Adipocyte-conditioned medium induces tamoxifen resistance by activating PI3K/Akt/mTOR pathway in estrogen receptor-positive breast cancer cells.

Abstract

Resistance to endocrine therapy is a major clinical challenge in estrogen receptor (ER)-positive breast cancer. Obesity is associated with the clinical response to ER-positive breast cancers; however, the mechanism underlying obesity-induced resistance to endocrine therapy in ER-positive breast cancers remains unclear. In this study, we investigated the molecular mechanisms underlying obesity-induced resistance to tamoxifen (TAM), an anti-estrogen agent, in the ER-positive breast cancer cell line MCF-7 using differentiated adipocyte-conditioned medium (D-CM). Treatment of the cells with D-CM promoted TAM resistance by reducing TAM-induced apoptosis. The expression levels of the ERα target genes were higher in D-CM-treated cells than those in untreated ones. In contrast, when the cells were cultured in the presence of TAM, the expression levels were decreased, with or without D-CM. Moreover, the expression of the markers for cancer stem-like cells (CSCs) and mammosphere formation was enhanced by co-treating with D-CM and TAM, compared with TAM alone.

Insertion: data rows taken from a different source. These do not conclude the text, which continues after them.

//! Durable task storage.
//!
//! The scheduler needs point lookups, writes, deletes and a full listing at
//! startup. Every call either completes atomically or fails with
//! [`SchedulerError::StorageUnavailable`] or [`SchedulerError::Conflict`].

mod file;
mod memory;

use async_trait::async_trait;

pub use file::FileStore;
pub use memory::MemoryStore;

use crate::{SchedulerError, Task, TaskId};

/// Persistence boundary consumed by the scheduler.
#[async_trait]
pub trait TaskStore: Send + Sync {
    /// Write `task`.
    ///
    /// If a record already exists, `task.version` must be exactly one more
    /// than the stored version, otherwise the write fails with
    /// [`SchedulerError::Conflict`] and nothing changes.
    async fn put(&self, task: &Task) -> Result<(), SchedulerError>;

    /// Read a task by id.
    async fn get(&self, id: &TaskId) -> Result<Option<Task>, SchedulerError>;

    /// Remove a task. Removing a missing task succeeds.
    async fn delete(&self, id: &TaskId) -> Result<(), SchedulerError>;

    /// Every stored task, in no particular order.
    async fn list_all(&self) -> Result<Vec<Task>, SchedulerError>;
}

/// Check an incoming write against the stored version.
pub(crate) fn check_version(stored: Option<u64>, incoming: &Task) -> Result<(), SchedulerError> {
    match stored {
        Some(found) if incoming.version != found + 1 => Err(SchedulerError::Conflict {
            id: incoming.id.clone(),
            expected: incoming.version.saturating_sub(1),
            found,
        }),
        _ => Ok(()),
    }
}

The phosphatidylinositol-3-kinase (PI3K)/Akt/mammalian target of rapamycin (mTOR) pathway was activated in MCF-7 cells by D-CM treatment, even in the presence of TAM. Inhibition of the PI3K/Akt/mTOR pathway decreased the expression levels of the CSC markers, suppressed mammosphere formation, and resensitized to TAM via inducing apoptosis in D-CM-treated cells. These results indicate that the conditioned medium of differentiated adipocytes promoted TAM resistance by inducing the CSC phenotype through activation of the PI3K/Akt/mTOR pathway in ER-positive breast cancer cells. Thus, the PI3K/Akt/mTOR pathway may be a therapeutic target in obese patients with ER-positive breast cancers.